Hematology · Hemoglobinopathies
The facts most likely to be tested
Sickle cell disease is caused by a point mutation in the beta-globin gene resulting in the substitution of valine for glutamic acid at the sixth position of the beta-globin chain.
Hydroxyurea is the first-line disease-modifying therapy used to increase fetal hemoglobin (HbF) levels and reduce the frequency of vaso-occlusive crises.

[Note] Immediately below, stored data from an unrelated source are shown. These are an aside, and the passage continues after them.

//! Report rendering.
//!
//! Supports `text` (default), `junit`, and `json` sinks, each written to
//! stdout, stderr, or a file (`--format junit:report.xml`). All formats group
//! strictly by event source. A source that produced no events is still
//! rendered, as a single skipped entry.

use crate::error::{Error, Result};
use crate::models::{Event, Severity, State};
use crate::report::Report;
use owo_colors::OwoColorize;
use serde_json::{json, Map, Value as JsonVal};
use std::fs;
use std::io::{self, IsTerminal, Write};
use std::path::PathBuf;
use std::str::FromStr;

#[derive(Debug, Clone, Copy, PartialEq, Eq)]
pub enum Format {
    Text,
    Junit,
    Json,
}

#[derive(Debug, Clone, PartialEq, Eq)]
pub enum Destination {
    Stdout,
    Stderr,
    File(PathBuf),
}

/// One `TYPE[:destination]` output request.
#[derive(Debug, Clone, PartialEq, Eq)]
pub struct Sink {
    pub format: Format,
    pub destination: Destination,
}

impl FromStr for Sink {
    type Err = Error;

    fn from_str(s: &str) -> Result<Self> {
        let (kind, dest) = match s.split_once(':') {
            Some((k, d)) => (k, Some(d)),
            None => (s, None),
        };
        let format = match kind.trim().to_ascii_lowercase().as_str() {
            "text" => Format::Text,
            "junit" => Format::Junit,
            "json" => Format::Json,
            other => {
                return Err(Error::Config(format!(
                    "unknown output format '{}' (expected text, junit or json)",
                    other
                )))
            }
        };
        let destination = match dest.map(str::trim) {
            None | Some("") | Some("stdout") => Destination::Stdout,
            Some("stderr") => Destination::Stderr,
            Some(path) => Destination::File(PathBuf::from(path)),
        };
        Ok(Sink { format, destination })
    }
}

/// Render `report` to every sink. At most one sink may target each stream.
pub fn write_sinks(report: &Report, sinks: &[Sink]) -> Result<()> {
    for sink in sinks {
        match &sink.destination {
            Destination::Stdout => {
                let color = use_colors(sink.format) && io::stdout().is_terminal();
                render(report, sink.format, &mut io::stdout().lock(), color)?;
            }
            Destination::Stderr => {
                let color = use_colors(sink.format) && io::stderr().is_terminal();
                render(report, sink.format, &mut io::stderr().lock(), color)?;
            }
            Destination::File(path) => {
                if let Some(parent) = path.parent().filter(|p| !p.as_os_str().is_empty()) {
                    fs::create_dir_all(parent)?;
                }
                let mut f = io::BufWriter::new(fs::File::create(path)?);
                render(report, sink.format, &mut f, false)?;
                f.flush()?;
            }
        }
    }
    Ok(())
}

fn use_colors(format: Format) -> bool {
    format == Format::Text && std::env::var_os("NO_COLOR").is_none()
}

fn render<W: Write>(report: &Report, format: Format, w: &mut W, color: bool) -> io::Result<()> {
    match format {
        Format::Text => write_text(report, w, color),
        Format::Junit => write_junit(report, w),
        Format::Json => write_json(report, w),
    }
}

/// Human-readable listing of every non-passing or noteworthy event plus a summary line.
pub fn write_text<W: Write>(report: &Report, w: &mut W, color: bool) -> io::Result<()> {
    let sources = report.sources();
    let mut counts = Counts::default();
    for (source, events) in &sources {
        if events.is_empty() {
            counts.skipped += 1;
            continue;
        }
        for ev in events {
            counts.add(ev);
            if ev.state == State::Passed && ev.severity == Severity::Ok {
                continue;
            }
            let (icon, tag) = label(ev);
            let location = location(ev);
            let message = ev.message.as_deref().unwrap_or("");
            if color {
                let icon = match ev.state {
                    State::Skipped => icon.blue().to_string(),
                    _ if ev.severity == Severity::Warning => icon.yellow().to_string(),
                    _ => icon.red().to_string(),
                };
                writeln!(
                    w,
                    "{} {} {} ❲{}❳ — {}",
                    icon,
                    tag.bold(),
                    location.bold(),
                    source,
                    message
                )?;
            } else {
                writeln!(w, "{} {} {} ❲{}❳ — {}", icon, tag, location, source, message)?;
            }
        }
    }
    let summary = format!(
        "— Summary — passed={} failures={} skipped={} sources={}",
        counts.passed,
        counts.failing,
        counts.skipped,
        sources.len()
    );
    if color {
        writeln!(w, "{}", summary.bold())
    } else {
        writeln!(w, "{}", summary)
    }
}

#[derive(Default)]
struct Counts {
    passed: usize,
    failing: usize,
    skipped: usize,
}

impl Counts {
    fn add(&mut self, ev: &Event) {
        match ev.state {
            State::Passed => self.passed += 1,
            State::Failure | State::Error => self.failing += 1,
            State::Skipped => self.skipped += 1,
        }
    }
}

fn label(ev: &Event) -> (&'static str, String) {
    match ev.state {
        State::Skipped => ("◆", "⟦skipped⟧".to_string()),
        State::Passed if ev.severity == Severity::Ok => ("✔", "⟦ok⟧".to_string()),
        State::Passed => ("▲", format!("⟦{}⟧", ev.severity.as_str())),
        State::Failure | State::Error => {
            let icon = if ev.severity == Severity::Warning { "▲" } else { "✖" };
            (icon, format!("⟦{}⟧", ev.severity.as_str()))
        }
    }
}

fn location(ev: &Event) -> String {
    match (ev.line, ev.column) {
        (Some(l), Some(c)) => format!("{}:{}:{}", ev.file, l, c),
        (Some(l), None) => format!("{}:{}", ev.file, l),
        _ => ev.file.clone(),
    }
}

/// JUnit XML: one testsuite per source.
pub fn write_junit<W: Write>(report: &Report, w: &mut W) -> io::Result<()> {
    let sources = report.sources();
    let total: usize = sources.iter().map(|(_, e)| e.len().max(1)).sum();
    let failing: usize = sources
        .iter()
        .map(|(_, e)| e.iter().filter(|ev| ev.is_failing()).count())
        .sum();
    writeln!(w, "<?xml version=\"1.0\" encoding=\"UTF-8\"?>")?;
    writeln!(w, "<testsuites tests=\"{}\" failures=\"{}\">", total, failing)?;
    for (source, events) in &sources {
        let src = escape_xml(source);
        if events.is_empty() {
            writeln!(
                w,
                "  <testsuite name=\"{}\" tests=\"1\" failures=\"0\" errors=\"0\" skipped=\"1\">",
                src
            )?;
            writeln!(w, "    <testcase name=\"{}\" classname=\"{}\">", src, src)?;
            writeln!(w, "      <skipped message=\"No targets were validated\" />")?;
            writeln!(w, "    </testcase>")?;
            writeln!(w, "  </testsuite>")?;
            continue;
        }
        let failures = events.iter().filter(|e| e.is_failing()).count();
        let skipped = events.iter().filter(|e| e.state == State::Skipped).count();
        writeln!(
            w,
            "  <testsuite name=\"{}\" tests=\"{}\" failures=\"{}\" errors=\"0\" skipped=\"{}\">",
            src,
            events.len(),
            failures,
            skipped
        )?;
        for ev in events {
            let classname = match &ev.test {
                Some(t) => format!("{}.{}", source, t),
                None => source.clone(),
            };
            write!(
                w,
                "    <testcase name=\"{}\" classname=\"{}\"",
                escape_xml(&location(ev)),
                escape_xml(&classname)
            )?;
            let message = ev.message.as_deref().unwrap_or("");
            match ev.state {
                State::Passed => writeln!(w, " />")?,
                State::Skipped => {
                    writeln!(w, ">")?;
                    writeln!(w, "      <skipped message=\"{}\" />", escape_xml(message))?;
                    writeln!(w, "    </testcase>")?;
                }
                State::Failure | State::Error => {
                    writeln!(w, ">")?;
                    writeln!(
                        w,
                        "      <failure type=\"{}\" message=\"{}\">{}: {}</failure>",
                        ev.severity.as_str(),
                        escape_xml(message),
                        escape_xml(&location(ev)),
                        escape_xml(message)
                    )?;
                    writeln!(w, "    </testcase>")?;
                }
            }
        }
        writeln!(w, "  </testsuite>")?;
    }
    writeln!(w, "</testsuites>")
}

fn escape_xml(s: &str) -> String {
    let mut out = String::with_capacity(s.len());
    for c in s.chars() {
        match c {
            '&' => out.push_str("&amp;"),
            '<' => out.push_str("&lt;"),
            '>' => out.push_str("&gt;"),
            '"' => out.push_str("&quot;"),
            '\'' => out.push_str("&apos;"),
            c => out.push(c),
        }
    }
    out
}

pub fn write_json<W: Write>(report: &Report, w: &mut W) -> io::Result<()> {
    let out = compose_json(report);
    serde_json::to_writer_pretty(&mut *w, &out).map_err(io::Error::from)?;
    writeln!(w)
}

/// Compose the JSON document (pure) keyed by source in insertion order.
pub fn compose_json(report: &Report) -> JsonVal {
    let mut by_source = Map::new();
    for (source, events) in report.sources() {
        let items = if events.is_empty() {
            vec![json!({
                "file": ".",
                "source": source,
                "state": "skipped",
                "severity": "info",
                "message": "No targets were validated",
            })]
        } else {
            events
                .iter()
                .map(|e| serde_json::to_value(e).unwrap_or(JsonVal::Null))
                .collect()
        };
        by_source.insert(source, JsonVal::Array(items));
    }
    JsonVal::Object(by_source)
}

Patients with sickle cell disease are functionally asplenic due to autosplenectomy from repeated microvascular infarctions, necessitating prophylactic penicillin until age five and encapsulated organism vaccinations.

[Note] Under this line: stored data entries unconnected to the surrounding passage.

//! Event model shared by validators, the report, and output sinks.

use serde::Serialize;

#[derive(Debug, Clone, Copy, PartialEq, Eq, Default, Serialize)]
#[serde(rename_all = "lowercase")]
/// Outcome of one check against one file.
pub enum State {
    #[default]
    Passed,
    Failure,
    Error,
    Skipped,
}

impl State {
    /// True for the states that fail a run.
    pub fn is_failing(self) -> bool {
        matches!(self, State::Failure | State::Error)
    }
}

#[derive(Debug, Clone, Copy, PartialEq, Eq, PartialOrd, Ord, Default, Serialize)]
#[serde(rename_all = "lowercase")]
pub enum Severity {
    #[default]
    Ok,
    Info,
    Warning,
    Error,
}

impl Severity {
    /// Map a tool-reported severity word onto the shared taxonomy.
    pub fn from_tool(word: &str) -> Severity {
        match word.trim().to_ascii_lowercase().as_str() {
            "error" | "err" | "fatal" => Severity::Error,
            "warning" | "warn" => Severity::Warning,
            "info" | "notice" | "convention" => Severity::Info,
            _ => Severity::Error,
        }
    }

    pub fn as_str(self) -> &'static str {
        match self {
            Severity::Ok => "ok",
            Severity::Info => "info",
            Severity::Warning => "warning",
            Severity::Error => "error",
        }
    }
}

#[derive(Debug, Clone, PartialEq, Eq, Serialize)]
/// A single structured outcome. Never mutated once added to a report.
pub struct Event {
    pub file: String,
    pub source: String,
    pub state: State,
    pub severity: Severity,
    #[serde(skip_serializing_if = "Option::is_none")]
    pub message: Option<String>,
    #[serde(skip_serializing_if = "Option::is_none")]
    pub line: Option<u64>,
    #[serde(skip_serializing_if = "Option::is_none")]
    pub column: Option<u64>,
    #[serde(skip_serializing_if = "Option::is_none")]
    pub test: Option<String>,
}

impl Event {
    fn base(source: &str, file: &str, state: State, severity: Severity) -> Self {
        Event {
            file: file.to_string(),
            source: source.to_string(),
            state,
            severity,
            message: None,
            line: None,
            column: None,
            test: None,
        }
    }

    pub fn passed(source: &str, file: &str) -> Self {
        Self::base(source, file, State::Passed, Severity::Ok)
    }

    pub fn failure(source: &str, file: &str, message: impl Into<String>) -> Self {
        Self::base(source, file, State::Failure, Severity::Error).with_message(message)
    }

    pub fn error(source: &str, file: &str, message: impl Into<String>) -> Self {
        Self::base(source, file, State::Error, Severity::Error).with_message(message)
    }

    /// A finding worth reporting that does not fail the run.
    pub fn warning(source: &str, file: &str, message: impl Into<String>) -> Self {
        Self::base(source, file, State::Passed, Severity::Warning).with_message(message)
    }

    pub fn skipped(source: &str, file: &str, message: impl Into<String>) -> Self {
        Self::base(source, file, State::Skipped, Severity::Info).with_message(message)
    }

    pub fn with_message(mut self, message: impl Into<String>) -> Self {
        self.message = Some(message.into());
        self
    }

    pub fn with_severity(mut self, severity: Severity) -> Self {
        self.severity = severity;
        self
    }

    pub fn with_location(mut self, line: Option<u64>, column: Option<u64>) -> Self {
        self.line = line;
        self.column = column;
        self
    }

    pub fn with_test(mut self, test: impl Into<String>) -> Self {
        self.test = Some(test.into());
        self
    }

    pub fn is_failing(&self) -> bool {
        self.state.is_failing()
    }
}

#[cfg(test)]
mod tests {
    use super::*;

    #[test]
    fn test_event_serializes_without_empty_optionals() {
        let ev = Event::failure("puppet-lint", "manifests/init.pp", "bad quoting")
            .with_location(Some(3), None)
            .with_severity(Severity::Warning);
        let v = serde_json::to_value(&ev).unwrap();
        assert_eq!(v["state"], "failure");
        assert_eq!(v["severity"], "warning");
        assert_eq!(v["line"], 3);
        assert!(v.get("column").is_none());
        assert!(v.get("test").is_none());
    }

    #[test]
    fn test_warning_keeps_severity_without_failing() {
        let ev = Event::warning("puppet-lint", "manifests/init.pp", "arrow alignment");
        assert_eq!(ev.state, State::Passed);
        assert_eq!(ev.severity, Severity::Warning);
        assert!(!ev.is_failing());
    }

    #[test]
    fn test_severity_from_tool_words() {
        assert_eq!(Severity::from_tool("Warning"), Severity::Warning);
        assert_eq!(Severity::from_tool("ERROR"), Severity::Error);
        assert_eq!(Severity::from_tool("notice"), Severity::Info);
        assert!(!State::Skipped.is_failing());
        assert!(State::Error.is_failing());
    }
}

Acute chest syndrome is the leading cause of death in adults with sickle cell disease, characterized by new pulmonary infiltrates on chest X-ray, fever, and respiratory distress.
Osteomyelitis in sickle cell patients is most commonly caused by Salmonella species, whereas Staphylococcus aureus remains the most common cause in the general population.
Aplastic crisis is a transient arrest of erythropoiesis typically triggered by Parvovirus B19 infection, presenting with a profound drop in hemoglobin and an absent reticulocyte count.
Transcranial Doppler (TCD) ultrasonography is the gold standard screening tool in children aged 2–16 to assess the risk of ischemic stroke by measuring cerebral blood flow velocity.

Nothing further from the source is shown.